> PROBLEM REQUIREMENTS
Starting at the first line, copy the data below through to the end, exactly.

(TASK INPUTS)

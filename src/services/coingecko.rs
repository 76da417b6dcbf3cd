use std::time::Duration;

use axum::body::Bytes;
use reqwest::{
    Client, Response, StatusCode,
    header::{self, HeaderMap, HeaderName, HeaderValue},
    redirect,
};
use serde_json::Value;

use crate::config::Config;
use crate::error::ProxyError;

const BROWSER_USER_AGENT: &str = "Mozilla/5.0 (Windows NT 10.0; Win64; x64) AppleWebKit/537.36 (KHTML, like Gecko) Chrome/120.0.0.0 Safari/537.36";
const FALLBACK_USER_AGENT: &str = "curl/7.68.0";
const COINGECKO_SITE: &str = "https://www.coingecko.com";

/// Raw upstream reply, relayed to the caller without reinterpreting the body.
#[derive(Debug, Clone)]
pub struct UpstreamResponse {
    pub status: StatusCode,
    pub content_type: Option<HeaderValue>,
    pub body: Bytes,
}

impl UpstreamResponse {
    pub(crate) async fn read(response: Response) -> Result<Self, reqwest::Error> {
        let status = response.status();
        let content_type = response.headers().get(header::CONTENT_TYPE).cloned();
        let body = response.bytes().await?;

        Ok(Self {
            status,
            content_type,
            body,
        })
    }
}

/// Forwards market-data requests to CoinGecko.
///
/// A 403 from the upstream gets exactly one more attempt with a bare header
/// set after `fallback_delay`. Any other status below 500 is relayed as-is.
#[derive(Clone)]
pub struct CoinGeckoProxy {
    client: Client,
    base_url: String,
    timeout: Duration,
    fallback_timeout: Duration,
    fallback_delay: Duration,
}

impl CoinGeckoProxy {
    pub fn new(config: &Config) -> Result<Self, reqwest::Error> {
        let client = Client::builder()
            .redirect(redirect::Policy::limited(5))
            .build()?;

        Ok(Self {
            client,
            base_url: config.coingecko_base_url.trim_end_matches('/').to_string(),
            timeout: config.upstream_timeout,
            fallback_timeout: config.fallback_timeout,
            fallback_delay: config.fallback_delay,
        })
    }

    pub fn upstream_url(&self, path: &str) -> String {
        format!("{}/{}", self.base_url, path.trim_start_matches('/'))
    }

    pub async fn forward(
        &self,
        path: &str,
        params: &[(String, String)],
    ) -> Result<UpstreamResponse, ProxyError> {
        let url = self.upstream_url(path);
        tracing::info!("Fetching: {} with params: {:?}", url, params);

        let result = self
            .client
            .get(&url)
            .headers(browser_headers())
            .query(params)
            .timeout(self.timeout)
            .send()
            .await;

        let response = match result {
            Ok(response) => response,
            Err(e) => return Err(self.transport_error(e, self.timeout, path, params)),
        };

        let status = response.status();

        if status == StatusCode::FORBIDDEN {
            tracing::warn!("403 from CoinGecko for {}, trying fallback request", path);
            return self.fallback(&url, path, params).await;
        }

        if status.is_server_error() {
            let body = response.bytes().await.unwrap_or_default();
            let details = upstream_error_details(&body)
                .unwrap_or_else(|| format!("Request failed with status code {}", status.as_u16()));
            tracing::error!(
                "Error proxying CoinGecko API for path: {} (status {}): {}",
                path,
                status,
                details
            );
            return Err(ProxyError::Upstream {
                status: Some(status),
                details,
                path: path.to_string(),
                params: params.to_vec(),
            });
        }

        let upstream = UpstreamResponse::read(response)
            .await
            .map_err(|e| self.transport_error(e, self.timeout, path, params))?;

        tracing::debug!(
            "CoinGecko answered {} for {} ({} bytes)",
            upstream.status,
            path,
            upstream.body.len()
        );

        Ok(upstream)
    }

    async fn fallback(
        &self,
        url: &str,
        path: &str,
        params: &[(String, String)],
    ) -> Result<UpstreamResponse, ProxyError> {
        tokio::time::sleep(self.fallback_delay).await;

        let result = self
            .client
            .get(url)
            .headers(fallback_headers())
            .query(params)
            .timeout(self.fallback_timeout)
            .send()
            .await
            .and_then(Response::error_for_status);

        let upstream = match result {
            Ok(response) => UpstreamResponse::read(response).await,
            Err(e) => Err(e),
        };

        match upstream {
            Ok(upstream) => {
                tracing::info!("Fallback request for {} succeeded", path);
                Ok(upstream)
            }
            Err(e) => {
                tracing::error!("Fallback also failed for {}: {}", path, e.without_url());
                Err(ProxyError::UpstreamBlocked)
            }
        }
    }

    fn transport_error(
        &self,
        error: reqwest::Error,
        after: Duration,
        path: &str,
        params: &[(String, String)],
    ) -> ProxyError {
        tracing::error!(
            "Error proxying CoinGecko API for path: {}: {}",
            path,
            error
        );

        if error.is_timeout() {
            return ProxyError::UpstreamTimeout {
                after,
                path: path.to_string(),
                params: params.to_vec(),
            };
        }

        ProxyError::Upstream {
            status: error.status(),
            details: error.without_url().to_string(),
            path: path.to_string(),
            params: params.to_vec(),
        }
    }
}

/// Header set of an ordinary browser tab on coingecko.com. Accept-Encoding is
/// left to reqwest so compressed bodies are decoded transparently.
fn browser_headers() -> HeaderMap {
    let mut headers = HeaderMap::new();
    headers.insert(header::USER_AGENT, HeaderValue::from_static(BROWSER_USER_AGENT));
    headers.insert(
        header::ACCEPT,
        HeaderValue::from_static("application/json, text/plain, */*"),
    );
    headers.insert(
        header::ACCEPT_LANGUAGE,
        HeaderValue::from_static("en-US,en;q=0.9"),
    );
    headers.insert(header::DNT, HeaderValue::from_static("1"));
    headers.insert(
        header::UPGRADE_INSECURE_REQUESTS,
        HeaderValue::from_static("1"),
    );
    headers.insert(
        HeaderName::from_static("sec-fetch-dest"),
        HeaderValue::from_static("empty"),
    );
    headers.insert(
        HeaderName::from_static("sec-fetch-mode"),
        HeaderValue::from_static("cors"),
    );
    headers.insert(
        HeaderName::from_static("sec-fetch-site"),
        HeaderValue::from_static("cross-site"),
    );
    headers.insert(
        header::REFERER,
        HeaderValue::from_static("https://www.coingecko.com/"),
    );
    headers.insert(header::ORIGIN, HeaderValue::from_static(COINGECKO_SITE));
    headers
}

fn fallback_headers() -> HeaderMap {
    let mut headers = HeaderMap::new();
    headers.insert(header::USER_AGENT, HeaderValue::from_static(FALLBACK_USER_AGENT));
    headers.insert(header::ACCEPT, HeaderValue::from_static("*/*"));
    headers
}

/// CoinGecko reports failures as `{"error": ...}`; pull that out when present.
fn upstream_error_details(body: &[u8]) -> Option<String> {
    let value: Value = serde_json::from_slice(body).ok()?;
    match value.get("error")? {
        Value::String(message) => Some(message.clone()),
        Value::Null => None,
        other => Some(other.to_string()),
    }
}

(End TASK INPUTS)

> EXERCISE RESULT
filename src/services/coingecko.rs
repository 76da417b6dcbf3cd
use std::time::Duration;

use axum::body::Bytes;
use reqwest::{
    Client, Response, StatusCode,
    header::{self, HeaderMap, HeaderName, HeaderValue},
    redirect,
};
use serde_json::Value;

use crate::config::Config;
use crate::error::ProxyError;

const BROWSER_USER_AGENT: &str = "Mozilla/5.0 (Windows NT 10.0; Win64; x64) AppleWebKit/537.36 (KHTML, like Gecko) Chrome/120.0.0.0 Safari/537.36";
const FALLBACK_USER_AGENT: &str = "curl/7.68.0";
const COINGECKO_SITE: &str = "https://www.coingecko.com";

/// Raw upstream reply, relayed to the caller without reinterpreting the body.
#[derive(Debug, Clone)]
pub struct UpstreamResponse {
    pub status: StatusCode,
    pub content_type: Option<HeaderValue>,
    pub body: Bytes,
}

impl UpstreamResponse {
    pub(crate) async fn read(response: Response) -> Result<Self, reqwest::Error> {
        let status = response.status();
        let content_type = response.headers().get(header::CONTENT_TYPE).cloned();
        let body = response.bytes().await?;

        Ok(Self {
            status,
            content_type,
            body,
        })
    }
}

/// Forwards market-data requests to CoinGecko.
///
/// A 403 from the upstream gets exactly one more attempt with a bare header
/// set after `fallback_delay`. Any other status below 500 is relayed as-is.
#[derive(Clone)]
pub struct CoinGeckoProxy {
    client: Client,
    base_url: String,
    timeout: Duration,
    fallback_timeout: Duration,
    fallback_delay: Duration,
}

impl CoinGeckoProxy {
    pub fn new(config: &Config) -> Result<Self, reqwest::Error> {
        let client = Client::builder()
            .redirect(redirect::Policy::limited(5))
            .build()?;

        Ok(Self {
            client,
            base_url: config.coingecko_base_url.trim_end_matches('/').to_string(),
            timeout: config.upstream_timeout,
            fallback_timeout: config.fallback_timeout,
            fallback_delay: config.fallback_delay,
        })
    }

    pub fn upstream_url(&self, path: &str) -> String {
        format!("{}/{}", self.base_url, path.trim_start_matches('/'))
    }

    pub async fn forward(
        &self,
        path: &str,
        params: &[(String, String)],
    ) -> Result<UpstreamResponse, ProxyError> {
        let url = self.upstream_url(path);
        tracing::info!("Fetching: {} with params: {:?}", url, params);

        let result = self
            .client
            .get(&url)
            .headers(browser_headers())
            .query(params)
            .timeout(self.timeout)
            .send()
            .await;

        let response = match result {
            Ok(response) => response,
            Err(e) => return Err(self.transport_error(e, self.timeout, path, params)),
        };

        let status = response.status();

        if status == StatusCode::FORBIDDEN {
            tracing::warn!("403 from CoinGecko for {}, trying fallback request", path);
            return self.fallback(&url, path, params).await;
        }

        if status.is_server_error() {
            let body = response.bytes().await.unwrap_or_default();
            let details = upstream_error_details(&body)
                .unwrap_or_else(|| format!("Request failed with status code {}", status.as_u16()));
            tracing::error!(
                "Error proxying CoinGecko API for path: {} (status {}): {}",
                path,
                status,
                details
            );
            return Err(ProxyError::Upstream {
                status: Some(status),
                details,
                path: path.to_string(),
                params: params.to_vec(),
            });
        }

        let upstream = UpstreamResponse::read(response)
            .await
            .map_err(|e| self.transport_error(e, self.timeout, path, params))?;

        tracing::debug!(
            "CoinGecko answered {} for {} ({} bytes)",
            upstream.status,
            path,
            upstream.body.len()
        );

        Ok(upstream)
    }

    async fn fallback(
        &self,
        url: &str,
        path: &str,
        params: &[(String, String)],
    ) -> Result<UpstreamResponse, ProxyError> {
        tokio::time::sleep(self.fallback_delay).await;

        let result = self
            .client
            .get(url)
            .headers(fallback_headers())
            .query(params)
            .timeout(self.fallback_timeout)
            .send()
            .await
            .and_then(Response::error_for_status);

        let upstream = match result {
            Ok(response) => UpstreamResponse::read(response).await,
            Err(e) => Err(e),
        };

        match upstream {
            Ok(upstream) => {
                tracing::info!("Fallback request for {} succeeded", path);
                Ok(upstream)
            }
            Err(e) => {
                tracing::error!("Fallback also failed for {}: {}", path, e.without_url());
                Err(ProxyError::UpstreamBlocked)
            }
        }
    }

    fn transport_error(
        &self,
        error: reqwest::Error,
        after: Duration,
        path: &str,
        params: &[(String, String)],
    ) -> ProxyError {
        tracing::error!(
            "Error proxying CoinGecko API for path: {}: {}",
            path,
            error
        );

        if error.is_timeout() {
            return ProxyError::UpstreamTimeout {
                after,
                path: path.to_string(),
                params: params.to_vec(),
            };
        }

        ProxyError::Upstream {
            status: error.status(),
            details: error.without_url().to_string(),
            path: path.to_string(),
            params: params.to_vec(),
        }
    }
}

/// Header set of an ordinary browser tab on coingecko.com. Accept-Encoding is
/// left to reqwest so compressed bodies are decoded transparently.
fn browser_headers() -> HeaderMap {
    let mut headers = HeaderMap::new();
    headers.insert(header::USER_AGENT, HeaderValue::from_static(BROWSER_USER_AGENT));
    headers.insert(
        header::ACCEPT,
        HeaderValue::from_static("application/json, text/plain, */*"),
    );
    headers.insert(
        header::ACCEPT_LANGUAGE,
        HeaderValue::from_static("en-US,en;q=0.9"),
    );
    headers.insert(header::DNT, HeaderValue::from_static("1"));
    headers.insert(
        header::UPGRADE_INSECURE_REQUESTS,
        HeaderValue::from_static("1"),
    );
    headers.insert(
        HeaderName::from_static("sec-fetch-dest"),
        HeaderValue::from_static("empty"),
    );
    headers.insert(
        HeaderName::from_static("sec-fetch-mode"),
        HeaderValue::from_static("cors"),
    );
    headers.insert(
        HeaderName::from_static("sec-fetch-site"),
        HeaderValue::from_static("cross-site"),
    );
    headers.insert(
        header::REFERER,
        HeaderValue::from_static("https://www.coingecko.com/"),
    );
    headers.insert(header::ORIGIN, HeaderValue::from_static(COINGECKO_SITE));
    headers
}

fn fallback_headers() -> HeaderMap {
    let mut headers = HeaderMap::new();
    headers.insert(header::USER_AGENT, HeaderValue::from_static(FALLBACK_USER_AGENT));
    headers.insert(header::ACCEPT, HeaderValue::from_static("*/*"));
    headers
}

/// CoinGecko reports failures as `{"error": ...}`; pull that out when present.
fn upstream_error_details(body: &[u8]) -> Option<String> {
    let value: Value = serde_json::from_slice(body).ok()?;
    match value.get("error")? {
        Value::String(message) => Some(message.clone()),
        Value::Null => None,
        other => Some(other.to_string()),
    }
}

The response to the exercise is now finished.